How A Department Managing Temple Administration In Tamil Nadu Is Deceiving The Madras High Court

by M R Subramani - Feb 7, 2019 02:03 PM +05:30 IST
How A Department Managing Temple Administration In Tamil Nadu Is Deceiving The Madras High CourtA devotee walks past the entrance to the Meenakshi temple in Madurai (DIBYANGSHU SARKAR/AFP/GettyImages)
Snapshot
  • Rent not collected for temple land, deadlines set by courts violated. Another week, another month, but the story of the Hindu Religious and Charitable Endowments in Tamil Nadu remains the same.

Officials of the Tamil Nadu department that manages and controls administration temples in the State continue to be slack in carrying out orders of courts, including higher ones like High Courts and the Supreme Court.

In Tamil Nadu, the Hindu Religious and Charitable Endowments (HR&CE) Department is in charge of the administration of over 44,000 temples and over 50 mutts along with their temples.

The HR&CE Department took over the administration of temples on 1 January 1960 through an Act passed by the Tamil Nadu Government in 1959. The Act was based on an earlier law that had been imposed by the British rulers before independence.

There have at least a couple of directives from the Madras High Court - including the Madurai bench - to the department to set its house in order. But it has been dragging its feet and has even managed to hoodwink the Madras High Court.

In particular, the court has ordered the department to provide details and take actions against those who have defaulted on payment of rent to temple properties and those illegally occupying temple properties.

One example is a ruling on October 31 last year. Then, the Madurai Bench of the Madras High Court asked the HR&CE department to upload on its website details of defaulters of rent to over 44,000 temples in the State.

The single judge bench of Justice S M Subramaniam also ordered the department to come out with details of unlawful occupation of the temple lands and persons occupy them without valid lease or permission.

Justice Subramaniam gave three months time to the HR&CE Department to put up the list of defaulters and other details. The department was asked to submit a compliance report on 23 January this year.

The reality is that it took another 5-6 six weeks before the HR&CE Commissioner, an Indian Administrative Service (IAS) official, issued instructions to his subordinates on the issue.

The HR&CE advocate told the court on 23 January, when the compliance report had to be submitted, that the department commissioner issued instructions on 14 December 2018.

The advocate told the court that the department’s officials were not acting as per the court’s order. He told the judge that he had come with “insufficient instructions” from the officials.

Besides, the HR&CE as well as the executive officer of Sri Thyagaraja Swamy temple in Thiruvarur district, the main respondent, failed to submit a status report on 23 January as ordered by the judge.
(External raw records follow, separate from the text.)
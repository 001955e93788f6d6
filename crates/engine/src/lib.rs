//! Engine interface for the Fanduino window.
//!
//! The window does not know how devices are talked to. It hands an engine
//! a [`StatusHook`] and gets back an [`EngineHandle`]; the engine reports
//! status text through the hook from its own threads until the handle is
//! released.
//!
//! [`LineEngine`] is the engine shipped with the window: it listens on a
//! TCP port and forwards every line it receives as a status.

mod error;
mod handle;
mod line;

use std::sync::Arc;

pub use error::{EngineError, root_message};
pub use handle::EngineHandle;
pub use line::{LineEngine, LineEngineConfig, MAX_LINE_BYTES};

/// Callback invoked with each status message. May be called from any thread.
pub type StatusHook = Arc<dyn Fn(String) + Send + Sync + 'static>;

/// Something that can be started with a status hook.
///
/// Starting must fail synchronously if the engine cannot run (for example
/// when its port is taken); once it returns a handle the engine is live.
pub trait Engine {
    fn start(&self, hook: StatusHook) -> Result<EngineHandle, EngineError>;
}

impl<F> Engine for F
where
    F: Fn(StatusHook) -> Result<EngineHandle, EngineError>,
{
    fn start(&self, hook: StatusHook) -> Result<EngineHandle, EngineError> {
        self(hook)
    }
}
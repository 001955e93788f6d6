//! Bringing the window back from the tray while the UI loop is idle.
//!
//! A window hidden with `ViewportCommand::Visible(false)` gets no redraws on
//! Windows, so `update` never runs to see a tray click. The tray handler
//! therefore shows the native window itself; the visibility transition then
//! runs on the first frame after.

use std::sync::Arc;
use std::sync::atomic::{AtomicBool, Ordering};

use raw_window_handle::HasWindowHandle;

/// Shared between the UI loop (which knows the state) and the tray handlers
/// (which run while the loop may be parked).
#[derive(Clone, Default)]
pub struct TrayRestore {
    in_tray: Arc<AtomicBool>,
    native: NativeWindow,
}

impl TrayRestore {
    /// Records whether the window is currently collapsed to the tray.
    pub fn set_in_tray(&self, in_tray: bool) {
        self.in_tray.store(in_tray, Ordering::SeqCst);
    }

    pub fn in_tray(&self) -> bool {
        self.in_tray.load(Ordering::SeqCst)
    }

    /// Makes the native window visible again so the UI loop resumes.
    ///
    /// Does nothing while the window is not in the tray. Returns whether the
    /// window was asked to show.
    pub fn show_if_hidden(&self) -> bool {
        if !self.in_tray() {
            return false;
        }
        tracing::debug!("showing hidden window from tray handler");
        self.native.show();
        true
    }

    /// Remembers the platform window once eframe has created it.
    pub fn capture(&self, window: &impl HasWindowHandle) {
        self.native.capture(window);
    }
}

#[cfg(windows)]
#[derive(Clone, Default)]
struct NativeWindow {
    hwnd: Arc<std::sync::atomic::AtomicIsize>,
}

#[cfg(windows)]
impl NativeWindow {
    fn capture(&self, window: &impl HasWindowHandle) {
        use raw_window_handle::RawWindowHandle;

        if self.hwnd.load(Ordering::Acquire) != 0 {
            return;
        }
        if let Ok(handle) = window.window_handle() {
            if let RawWindowHandle::Win32(handle) = handle.as_raw() {
                self.hwnd.store(handle.hwnd.get(), Ordering::Release);
            }
        }
    }

    fn show(&self) {
        use windows_sys::Win32::UI::WindowsAndMessaging::{SW_RESTORE, SW_SHOW, ShowWindowAsync};

        let hwnd = self.hwnd.load(Ordering::Acquire);
        if hwnd == 0 {
            tracing::warn!("tray restore before the window handle was captured");
            return;
        }
        // Async so the owning UI thread applies it from its own message loop.
        unsafe {
            ShowWindowAsync(hwnd as _, SW_SHOW);
            ShowWindowAsync(hwnd as _, SW_RESTORE);
        }
    }
}

// Other backends keep delivering repaints to hidden windows.
#[cfg(not(windows))]
#[derive(Clone, Default)]
struct NativeWindow;

#[cfg(not(windows))]
impl NativeWindow {
    fn capture(&self, _window: &impl HasWindowHandle) {}

    fn show(&self) {}
}

#[cfg(test)]
mod tests {
    use super::*;

    #[test]
    fn shows_only_while_in_tray() {
        let restore = TrayRestore::default();
        assert!(!restore.show_if_hidden());

        restore.set_in_tray(true);
        assert!(restore.show_if_hidden());

        restore.set_in_tray(false);
        assert!(!restore.show_if_hidden());
    }

    #[test]
    fn clones_share_the_tray_flag() {
        let ui_side = TrayRestore::default();
        let handler_side = ui_side.clone();

        ui_side.set_in_tray(true);
        assert!(handler_side.in_tray());
    }
}
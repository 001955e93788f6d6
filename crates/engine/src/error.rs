use std::error::Error;

/// Errors produced while starting an engine.
#[derive(Debug, thiserror::Error)]
pub enum EngineError {
    #[error("cannot listen on {addr}")]
    Bind {
        addr: String,
        #[source]
        source: std::io::Error,
    },

    #[error("engine runtime error")]
    Runtime(#[source] std::io::Error),

    #[error("{message}")]
    Startup {
        message: String,
        #[source]
        source: Option<Box<dyn Error + Send + Sync + 'static>>,
    },
}

impl EngineError {
    /// A startup failure with no underlying cause.
    pub fn startup(message: impl Into<String>) -> Self {
        Self::Startup {
            message: message.into(),
            source: None,
        }
    }

    /// A startup failure wrapping the error that caused it.
    pub fn startup_with(
        message: impl Into<String>,
        source: impl Into<Box<dyn Error + Send + Sync + 'static>>,
    ) -> Self {
        Self::Startup {
            message: message.into(),
            source: Some(source.into()),
        }
    }

    /// Text suitable for an error dialog. See [`root_message`].
    pub fn user_message(&self) -> String {
        root_message(self)
    }
}

/// Returns the message of the innermost cause of `err`.
///
/// Falls back to the outermost message when the chain has no cause or the
/// innermost one renders as blank.
pub fn root_message(err: &(dyn Error + 'static)) -> String {
    let mut current = err;
    while let Some(next) = current.source() {
        current = next;
    }

    let message = current.to_string();
    if message.trim().is_empty() {
        err.to_string()
    } else {
        message
    }
}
The basis of this case is a writ petition filed in 2013 by head - Srila Sri Sathyagnana Mahadeva Desika Paramacharya Swamigal - of the Velakurichi Adheenam or mutt that controls the Sri Thyagarajaswamy Temple. The mutt petitioned for fair rent for 12.5 acres of its land taken on lease by an individual, Pandi Thennavan.
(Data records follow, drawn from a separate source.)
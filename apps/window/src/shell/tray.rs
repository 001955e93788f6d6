//! Native notification area icon.
//!
//! On Linux the icon lives on its own GTK thread (winit does not run a GTK
//! loop); elsewhere it is created on the UI thread and pumped every frame.
//! Either way it talks to the UI loop only through the tray channels.

use std::sync::{Arc, mpsc};

use anyhow::Context;
use fanduino_tray::{MenuAction, MenuState, TrayConfig, TrayEvent, TrayUpdate};
use tray_icon::menu::{Menu, MenuEvent, MenuItem, PredefinedMenuItem};
use tray_icon::{Icon, TrayIcon, TrayIconBuilder, TrayIconEvent};

use super::restore::TrayRestore;

const SHOW_ID: &str = "show";
const QUIT_ID: &str = "quit";

/// Icon colour (fan blue).
const ICON_COLOR: (u8, u8, u8) = (59, 130, 246);

type Wake = Arc<dyn Fn() + Send + Sync>;

/// Handle on the running tray icon.
pub struct SystemTray {
    #[cfg(not(target_os = "linux"))]
    local: Option<(NativeTray, mpsc::Receiver<TrayUpdate>)>,
}

impl SystemTray {
    /// Creates the tray icon and starts forwarding its events.
    pub fn start(
        config: TrayConfig,
        event_tx: mpsc::Sender<TrayEvent>,
        update_rx: mpsc::Receiver<TrayUpdate>,
        wake: Wake,
        restore: TrayRestore,
    ) -> anyhow::Result<Self> {
        install_event_handlers(event_tx, wake, restore);

        #[cfg(target_os = "linux")]
        {
            spawn_gtk_tray(config, update_rx);
            Ok(Self {})
        }

        #[cfg(not(target_os = "linux"))]
        {
            let tray = NativeTray::build(&config)?;
            Ok(Self {
                local: Some((tray, update_rx)),
            })
        }
    }

    /// Applies pending tray updates. Call once per frame.
    pub fn pump(&mut self) {
        #[cfg(not(target_os = "linux"))]
        {
            let mut keep = true;
            if let Some((tray, updates)) = &mut self.local {
                keep = drain_updates(tray, updates);
            }
            if !keep {
                self.local = None;
            }
        }
    }
}

/// Forwards tray-icon callbacks (any thread) into the tray event channel.
///
/// Every action needs a frame to run, so a hidden window is shown first.
fn install_event_handlers(event_tx: mpsc::Sender<TrayEvent>, wake: Wake, restore: TrayRestore) {
    let icon_tx = event_tx.clone();
    let icon_wake = Arc::clone(&wake);
    let icon_restore = restore.clone();
    TrayIconEvent::set_event_handler(Some(move |event: TrayIconEvent| {
        if let TrayIconEvent::DoubleClick { .. } = event {
            icon_restore.show_if_hidden();
            let _ = icon_tx.send(TrayEvent::DoubleClicked);
            icon_wake();
        }
    }));

    MenuEvent::set_event_handler(Some(move |event: MenuEvent| {
        let action = match event.id.0.as_str() {
            SHOW_ID => MenuAction::Show,
            QUIT_ID => MenuAction::Quit,
            _ => return,
        };
        restore.show_if_hidden();
        let _ = event_tx.send(TrayEvent::Menu(action));
        wake();
    }));
}

/// Applies every queued update. Returns `false` once the tray should go away.
fn drain_updates(tray: &mut NativeTray, updates: &mpsc::Receiver<TrayUpdate>) -> bool {
    loop {
        match updates.try_recv() {
            Ok(update) => {
                if !tray.apply(update) {
                    return false;
                }
            }
            Err(mpsc::TryRecvError::Empty) => return true,
            Err(mpsc::TryRecvError::Disconnected) => return false,
        }
    }
}

#[cfg(target_os = "linux")]
fn spawn_gtk_tray(config: TrayConfig, updates: mpsc::Receiver<TrayUpdate>) {
    use std::time::Duration;

    const UPDATE_INTERVAL: Duration = Duration::from_millis(100);

    let spawned = std::thread::Builder::new()
        .name("fanduino-tray".into())
        .spawn(move || {
            if let Err(e) = gtk::init() {
                tracing::error!("failed to initialize GTK for tray icon: {e}");
                return;
            }

            let mut tray = match NativeTray::build(&config) {
                Ok(tray) => tray,
                Err(e) => {
                    tracing::error!("failed to create tray icon: {e:#}");
                    return;
                }
            };
            tracing::info!("tray icon initialized in GTK thread");

            gtk::glib::timeout_add_local(UPDATE_INTERVAL, move || {
                if drain_updates(&mut tray, &updates) {
                    gtk::glib::ControlFlow::Continue
                } else {
                    gtk::main_quit();
                    gtk::glib::ControlFlow::Break
                }
            });
            gtk::main();
        });

    if let Err(e) = spawned {
        tracing::error!("failed to spawn tray thread: {e}");
    }
}

/// The tray-icon objects plus the menu entries that change at runtime.
struct NativeTray {
    icon: TrayIcon,
    header: Option<MenuItem>,
    show: Option<MenuItem>,
    state: MenuState,
}

impl NativeTray {
    fn build(config: &TrayConfig) -> anyhow::Result<Self> {
        let state = MenuState {
            title: config.title.clone(),
            ..MenuState::default()
        };

        let menu = Menu::new();
        let mut header = None;
        let mut show = None;
        for item in state.build_menu() {
            if item.is_separator() {
                menu.append(&PredefinedMenuItem::separator())
                    .context("failed to append menu separator")?;
                continue;
            }

            let native = match item.action {
                Some(action) => MenuItem::with_id(action_id(action), &item.label, item.enabled, None),
                None => MenuItem::new(&item.label, item.enabled, None),
            };
            menu.append(&native)
                .with_context(|| format!("failed to append menu item {:?}", item.label))?;

            match item.action {
                None => header = Some(native),
                Some(MenuAction::Show) => show = Some(native),
                Some(MenuAction::Quit) => {}
            }
        }

        let size = config.icon_size;
        let rgba = fan_icon_rgba(size, ICON_COLOR);
        let icon = Icon::from_rgba(rgba, size, size).context("failed to create tray icon image")?;

        let icon = TrayIconBuilder::new()
            .with_menu(Box::new(menu))
            .with_tooltip(&config.title)
            .with_icon(icon)
            .build()
            .context("failed to build tray icon")?;

        // The window starts out in charge; the icon appears on minimize.
        icon.set_visible(false).context("failed to hide tray icon")?;

        Ok(Self {
            icon,
            header,
            show,
            state,
        })
    }

    /// Applies one update. Returns `false` on shutdown.
    fn apply(&mut self, update: TrayUpdate) -> bool {
        match update {
            TrayUpdate::Status(status) => {
                self.state.status = status;
                if let (Some(header), Some(item)) = (&self.header, self.state.build_menu().first()) {
                    header.set_text(&item.label);
                }
                let tooltip = format!("{}\n{}", self.state.title, self.state.status);
                if let Err(e) = self.icon.set_tooltip(Some(tooltip)) {
                    tracing::warn!("failed to update tray tooltip: {e}");
                }
            }
            TrayUpdate::Visible(visible) => {
                self.state.minimized = visible;
                if let Some(show) = &self.show {
                    show.set_enabled(visible);
                }
                if let Err(e) = self.icon.set_visible(visible) {
                    tracing::warn!(visible, "failed to toggle tray icon: {e}");
                }
            }
            TrayUpdate::Shutdown => {
                tracing::debug!("tray shutting down");
                return false;
            }
        }
        true
    }
}

fn action_id(action: MenuAction) -> &'static str {
    match action {
        MenuAction::Show => SHOW_ID,
        MenuAction::Quit => QUIT_ID,
    }
}

/// The tray icon: a filled circle.
fn fan_icon_rgba(size: u32, color: (u8, u8, u8)) -> Vec<u8> {
    let mut rgba = vec![0u8; (size * size * 4) as usize];
    let center = size as f32 / 2.0 - 0.5;
    let radius = size as f32 / 2.0 - 2.0;

    for y in 0..size {
        for x in 0..size {
            let dx = x as f32 - center;
            let dy = y as f32 - center;
            if (dx * dx + dy * dy).sqrt() < radius {
                let idx = ((y * size + x) * 4) as usize;
                rgba[idx] = color.0;
                rgba[idx + 1] = color.1;
                rgba[idx + 2] = color.2;
                rgba[idx + 3] = 255;
            }
        }
    }
    rgba
}

#[cfg(test)]
mod tests {
    use super::*;

    #[test]
    fn icon_is_a_centered_disc() {
        let size = 32;
        let rgba = fan_icon_rgba(size, ICON_COLOR);
        assert_eq!(rgba.len(), (size * size * 4) as usize);

        let alpha = |x: u32, y: u32| rgba[((y * size + x) * 4 + 3) as usize];
        assert_eq!(alpha(16, 16), 255);
        assert_eq!(alpha(0, 0), 0);
        assert_eq!(alpha(31, 31), 0);
    }

    #[test]
    fn menu_ids_are_distinct() {
        assert_ne!(action_id(MenuAction::Show), action_id(MenuAction::Quit));
    }
}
Thennavan had, in fact, filed a petition in 2006 agreeing to pay fair rent to the land of the mutt. However, in 2011, the then executive officer of the temple fixed a rent that was lower than what his superior - joint commissioner- had indicated.

The adheenam said that Thennavan had held the lease during 1955-85 and violated conditions of the lease besides abusing it. He alleged that the executive officer had colluded with the lessee and violated the rules of the HR&CE Department on managing temple administration.

The mutt head pointed out that even per old rent rate, Thennavan owed over Rs 80 lakh, while the latter had made no effort to renew the lease of land.

He also said properties worth several crores of rupees of the mutt in the State had been let out on lease but a fair rent for them has not been fixed. The mutt said that no action was taken by HR&CE Department officials to either recover its properties or rent dues from lessees.

The HR&CE, responding to the plea, said it had suspended four executive officers in this regard and was taking action.

Based on the submissions, Justice Subramaniam ordered the HR&CE Department to take action against Thennavan if he did not hold any valid lease and recover the dues from him.

It was while dealing with the details, the judged ordered that all details of defaulters and illegal occupants of temple properties be uploaded on the Department’s website.

During the hearing on 23 January, the mutt head’s counsel complained that his client was yet to be called by the HR&CE Department for its views. The judged posted the matter to 25 January and ordered that the status report be submitted that day.

When the hearing resumed on 25 January, the officials filed a report enclosing details of properties of themutt.

The mutt counsel pointed out that audit reports of the properties showed that at least 120 idols of the trust were missing besides pointing out at several irregularities.

Upset over the details, the judge ordered the joint commissioner of the region to be present in the court with details on 31 January. Joint commissioner G Thennarasu appearing before the court on 31 January said the department had initiated action to identify the mutt properties.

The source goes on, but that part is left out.